Córka Ewy Błaszczyk jest w śpiączce
Ewa Błaszczyk w 2000 roku musiała zmierzyć się z bardzo trudnymi wydarzeniami. Najpierw w lutym zmarł jej mąż, Jacek Janczarski, a zaledwie kilka miesięcy później doszło do kolejnej tragedii. Jej 6-letnia wówczas córka zakrztusiła się tabletką, przez co zapadła w śpiączkę. Od tej pory aktorka nie ustaje w walce o zdrowie i życie Oli. Nieustannie wierzy, że jej córka się wybudzi.
Ewa Błaszczyk o nadziei na wybudzenie córki
Ewa Błaszczyk co jakiś czas przekazuje informacje o stanie zdrowia córki i mówi o nadziei, której nie traci. W wywiadzie, jaki został opublikowany na „przeKanale” wyjaśniła, jak ważne jest, aby Ola nie złapała teraz żadnej infekcji:
Jest w tej chwili stabilna. Na szczęście udało się uniknąć infekcji, bo to jest niezwykle ważne, bo to zawsze cofa, a staramy się iść do przodu – mówiła.

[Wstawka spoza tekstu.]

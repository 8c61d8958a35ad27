use chrono::{DateTime, Utc};

use crate::config::CREDLY_BASE_URL;
use crate::model::Badge;

/// Render the badge fragment: one anchor per badge, newest first, plus a
/// trailing "last updated" line. Pure function of its inputs so the output
/// is fully deterministic and testable.
///
/// An empty badge list renders to an empty string; the pipeline treats that
/// as nothing to patch.
pub fn render_fragment(badges: &[Badge], size: u32, rendered_at: DateTime<Utc>) -> String {
    if badges.is_empty() {
        return String::new();
    }

    // Stable sort: equal dates keep their input order.
    let mut sorted: Vec<&Badge> = badges.iter().collect();
    sorted.sort_by(|a, b| b.issued_on.cmp(&a.issued_on));

    let mut fragment = String::from("\n");

    for badge in sorted {
        let badge_url = format!("{CREDLY_BASE_URL}/badges/{}", badge.id);
        let issued = badge.issued_on.format("%b %-d, %Y");

        fragment.push_str(&format!(
            "<a href=\"{badge_url}\" target=\"_blank\">\
             <img src=\"{src}\" width=\"{size}\" height=\"{size}\" alt=\"{name}\" \
             title=\"{name}&#10;Issued by: {issuer}&#10;Date: {issued}\" /></a>\n",
            src = badge.image_url,
            name = badge.template_name,
            issuer = badge.issuer_name,
        ));
    }

    fragment.push_str("\n\n");
    fragment.push_str(&format!(
        "*Last updated: {}*\n",
        rendered_at.format("%a, %d %b %Y %H:%M:%S GMT")
    ));

    fragment
}

#[cfg(test)]
mod tests {
    use super::*;
    use chrono::{NaiveDate, TimeZone};

    fn badge(id: &str, issued_on: &str) -> Badge {
        Badge {
            id: id.to_string(),
            image_url: format!("https://images.credly.com/{id}.png"),
            template_name: format!("Template {id}"),
            issuer_name: format!("Issuer {id}"),
            issued_on: NaiveDate::parse_from_str(issued_on, "%Y-%m-%d").unwrap(),
        }
    }

    fn render_time() -> DateTime<Utc> {
        Utc.with_ymd_and_hms(2024, 8, 5, 12, 0, 0).unwrap()
    }

    #[test]
    fn empty_badges_render_empty_fragment() {
        assert_eq!(render_fragment(&[], 80, render_time()), "");
    }

    #[test]
    fn newest_badge_comes_first() {
        let badges = vec![badge("old", "2022-03-01"), badge("new", "2024-01-05")];
        let fragment = render_fragment(&badges, 80, render_time());

        let new_pos = fragment.find("/badges/new").unwrap();
        let old_pos = fragment.find("/badges/old").unwrap();
        assert!(new_pos < old_pos);
    }

    #[test]
    fn equal_dates_keep_input_order() {
        let badges = vec![
            badge("first", "2023-05-10"),
            badge("second", "2023-05-10"),
            badge("third", "2023-05-10"),
        ];
        let fragment = render_fragment(&badges, 80, render_time());

        let first = fragment.find("/badges/first").unwrap();
        let second = fragment.find("/badges/second").unwrap();
        let third = fragment.find("/badges/third").unwrap();
        assert!(first < second && second < third);
    }

    #[test]
    fn anchor_carries_image_and_title() {
        let badges = vec![Badge {
            id: "b1".into(),
            image_url: "https://images.credly.com/b1.png".into(),
            template_name: "X".into(),
            issuer_name: "Y".into(),
            issued_on: NaiveDate::from_ymd_opt(2024, 1, 5).unwrap(),
        }];
        let fragment = render_fragment(&badges, 64, render_time());

        assert!(fragment.contains("href=\"https://www.credly.com/badges/b1\""));
        assert!(fragment.contains("src=\"https://images.credly.com/b1.png\""));
        assert!(fragment.contains("width=\"64\" height=\"64\""));
        assert!(fragment.contains("alt=\"X\""));
        assert!(fragment.contains("title=\"X&#10;Issued by: Y&#10;Date: Jan 5, 2024\""));
    }

    #[test]
    fn trailing_line_records_render_time() {
        let badges = vec![badge("b1", "2024-01-05")];
        let fragment = render_fragment(&badges, 80, render_time());

        assert!(fragment.ends_with("*Last updated: Mon, 05 Aug 2024 12:00:00 GMT*\n"));
    }

    #[test]
    fn does_not_mutate_input_order() {
        let badges = vec![badge("old", "2022-03-01"), badge("new", "2024-01-05")];
        let _ = render_fragment(&badges, 80, render_time());
        assert_eq!(badges[0].id, "old");
    }
}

Aleksandra jest poddawana stymulacji nerwu błędnego, który ma poprawić jej stan:
Ma teraz robioną stymulację nerwu błędnego, naszego najdłuższego nerwu, który poprawia funkcjonowanie wszystkich organów po drodze, komunikuje mózg z jelitami i usprawnia wszystko po drodze. Na pewno nie szkodzi, a raczej poprawia – tłumaczyła.
Ewa Błaszczyk szuka nadziei w nowatorskich metodach leczenia:
Będziemy robić porównawcze funkcje mózgu czyli EEG i rezonans funkcjonalny za jakiś czas tylko musi minąć pół roku i światło podczerwone, które z kolei działa na mitochondria. To są nowe rzeczy, jeszcze nie ma procedur na świecie. Właściwie każdy organizm jest inny i trzeba obserwować – mówiła.